----- Excerpted data

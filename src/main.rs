use anyhow::Result;
use clap::{CommandFactory, Parser};
use clap_complete::{generate, Shell};
use colored::*;
use spellbot::bot::{self, BotError, Outcome, RunContext};
use spellbot::cli::output::{print_report, print_summary, render_comment};
use spellbot::forge::GitHubForge;
use spellbot::{telemetry, Config, MisspellingDictionary};
use std::io;
use std::path::PathBuf;
use std::process::ExitCode;
use tracing::Level;

#[derive(Parser, Debug)]
#[command(name = "spellbot")]
#[command(
    version,
    about = "Comments on pull requests with likely misspellings in added lines",
    long_about = None
)]
struct Cli {
    /// GitHub token used to post the comment
    #[arg(value_name = "TOKEN", env = "GITHUB_TOKEN", hide_env_values = true)]
    token: Option<String>,

    /// Name of the triggering event
    #[arg(long, env = "GITHUB_EVENT_NAME")]
    event_name: Option<String>,

    /// Path of the JSON event payload
    #[arg(long, env = "GITHUB_EVENT_PATH")]
    event_path: Option<PathBuf>,

    /// GitHub API base URL (GitHub Enterprise)
    #[arg(long, env = "GITHUB_API_URL")]
    api_url: Option<String>,

    /// Configuration file (defaults to ./.spellbot.toml when present)
    #[arg(short, long)]
    config: Option<PathBuf>,

    /// Extra misspelling list (`wrong->right` per line)
    #[arg(short, long = "dictionary", value_name = "FILE")]
    dictionaries: Vec<PathBuf>,

    /// Word never to report
    #[arg(short = 'I', long = "ignore-word", value_name = "WORD")]
    ignore_words: Vec<String>,

    /// Print the comment instead of posting it
    #[arg(long)]
    dry_run: bool,

    /// Disable colored output
    #[arg(long)]
    no_color: bool,

    /// Emit logs as JSON lines
    #[arg(long)]
    log_json: bool,

    /// Generate shell completion script
    #[arg(long, value_name = "SHELL")]
    completion: Option<Shell>,
}

fn main() -> ExitCode {
    let cli = Cli::parse();

    // Handle shell completion generation
    if let Some(shell) = cli.completion {
        let mut cmd = Cli::command();
        generate(shell, &mut cmd, "spellbot", &mut io::stdout());
        return ExitCode::SUCCESS;
    }

    telemetry::init_tracing(cli.log_json, Level::INFO);
    let colored = !cli.no_color;

    match run(cli, colored) {
        Ok(code) => ExitCode::from(code),
        Err(err) => {
            print_error(&format!("{:#}", err), colored);
            ExitCode::FAILURE
        }
    }
}

fn run(cli: Cli, colored: bool) -> Result<u8> {
    let Some(token) = cli.token else {
        let err = BotError::MissingToken;
        print_error(&err.to_string(), colored);
        return Ok(err.exit_code());
    };

    let config = Config::load(
        cli.config.as_deref(),
        cli.dictionaries,
        cli.ignore_words,
        cli.api_url,
    )?;
    let dictionary = MisspellingDictionary::load(&config)?;
    let forge = GitHubForge::with_api_base(token, &config.api_url);

    let ctx = RunContext {
        event_name: cli.event_name,
        event_path: cli.event_path,
        dry_run: cli.dry_run,
    };

    match bot::run(&ctx, &dictionary, &forge) {
        Ok(outcome) => {
            print_outcome(&outcome, colored);
            Ok(outcome.exit_code())
        }
        Err(err) => {
            let code = err.exit_code();
            print_error(&format!("{:#}", anyhow::Error::from(err)), colored);
            Ok(code)
        }
    }
}

fn print_outcome(outcome: &Outcome, colored: bool) {
    match outcome {
        Outcome::Skipped(reason) => println!("{}", reason),
        Outcome::Clean => print_summary(&Default::default(), colored),
        Outcome::Commented { report, posted } => {
            print_report(report, colored);
            print_summary(report, colored);
            if !posted {
                println!();
                print!("{}", render_comment(report));
            }
        }
    }
}

fn print_error(message: &str, colored: bool) {
    if colored {
        eprintln!("{} {}", "Error:".red().bold(), message);
    } else {
        eprintln!("Error: {}", message);
    }
}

----------

Task directions
Determine how many lines in the data above include the word "Some", and state that number only.

Solution to the problem
2